My methodological focuses are in nonparametric empirical Bayes methods on multiple testing and other inference using heteroscedastic data . Like much of statistics, these methodologies grew from difficulties in real data. Specifically, genome sequencing technology allowed scientists to contrast thousands of genes ("large-scale" data) between sick and healthy patients for a wide variety of illnesses, but the scientists needed a way to accurately detect which genes were related to illness and which were not ("multiple testing"). As methods and results multiplied, it became increasingly important to obtain replicable results, and part of solving this lies in accounting for the variability of data ("heteroscedasticity"). My enthusiasm for this field comes from its potential to expand into the technological realm, where multiple testing frameworks can provide mathematically-grounded algorithms for fraud detection and quality control. There is still a lot of work to be done here both algorithmically and theoretically because the scale of online data is such that the error rates need to be much lower than what is traditionally acceptable. There is also a lot of opportunity in online data because there is so much information that can be used to create models that require fewer statistical assumptions but that still have mathematical properties ("nonparametric empirical Bayes methods"). This is an amazing field with so many applications to large-scale data and so much still to develop in terms of theoretically-backed statistical techniques.I am also interested in how statistics are used in other applications, and have worked on medical and social network problems. Click for my CV.
Teaching is also important to me. First, for any students reading this who are trying to decide on classes, the first big idea from statistics is that it's useful to employ data when you make decisions. So, here are course evaluation statistics from my previous classes. Next, I especially enjoy teaching in a hybrid style. This requires some self discipline from students to watch or read lecture material outside of class, but the pay-off is that in class, we get to do the real learning: practice problems, trouble-shooting confusions with each other, and failing in a supportive environment (not just the students; I've learned so much from my failures as a teacher).
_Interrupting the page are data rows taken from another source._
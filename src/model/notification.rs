use chrono::{DateTime, Utc};
use serde::{Deserialize, Serialize};

#[derive(Debug, Clone, Copy, PartialEq, Eq, Serialize, Deserialize)]
#[serde(rename_all = "snake_case")]
pub enum NotificationKind {
    AppointmentReminder,
    AppointmentConfirmed,
    AppointmentCancelled,
    ClientInactive,
}

/// Append-only dashboard notification. The only permitted mutation after
/// creation is flipping `is_read` from false to true.
#[derive(Debug, Clone, PartialEq, Serialize, Deserialize)]
#[serde(rename_all = "camelCase")]
pub struct Notification {
    pub id: String,
    pub barbershop_id: String,
    #[serde(rename = "type")]
    pub kind: NotificationKind,
    pub title: String,
    pub message: String,
    pub is_read: bool,
    /// Id of the appointment or client this refers to, when any.
    #[serde(skip_serializing_if = "Option::is_none")]
    pub related_id: Option<String>,
    pub created_at: DateTime<Utc>,
}

impl Notification {
    pub fn new(
        barbershop_id: &str,
        kind: NotificationKind,
        title: &str,
        message: &str,
        related_id: Option<String>,
    ) -> Self {
        Self {
            id: super::new_id("notification"),
            barbershop_id: barbershop_id.to_string(),
            kind,
            title: title.to_string(),
            message: message.to_string(),
            is_read: false,
            related_id,
            created_at: Utc::now(),
        }
    }
}

#[cfg(test)]
mod tests {
    use super::*;

    #[test]
    fn test_new_notification_is_unread() {
        let n = Notification::new(
            "barbershop-1",
            NotificationKind::AppointmentConfirmed,
            "Agendamento confirmado",
            "Corte Tradicional às 09:00",
            Some("appointment-1".to_string()),
        );
        assert!(!n.is_read);
        assert!(n.id.starts_with("notification-"));
    }

    #[test]
    fn test_kind_wire_name_is_type() {
        let n = Notification::new(
            "barbershop-1",
            NotificationKind::ClientInactive,
            "Cliente sumiu",
            "Pedro Santos está há 60 dias sem visita",
            None,
        );
        let json = serde_json::to_value(&n).unwrap();
        assert_eq!(json["type"], "client_inactive");
        assert!(json.get("kind").is_none());
        assert!(json.get("relatedId").is_none());
    }
}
It's also interesting to integrate into class ideas from audio/books on learning, such as Great Courses: The Learning Brain, by Professor Thad A. Polk, and A Mind for Numbers, by Barbara Oakley, Ph.D. Also, I am immensely grateful for various workshops that have been available to me through the CSU & CCC Math Learning Community, through the National Center for Faculty Development & Diversity, through SFSU's Center for Equity and Excellence in Teaching & Learning and USC's Center for Excellence in Teaching.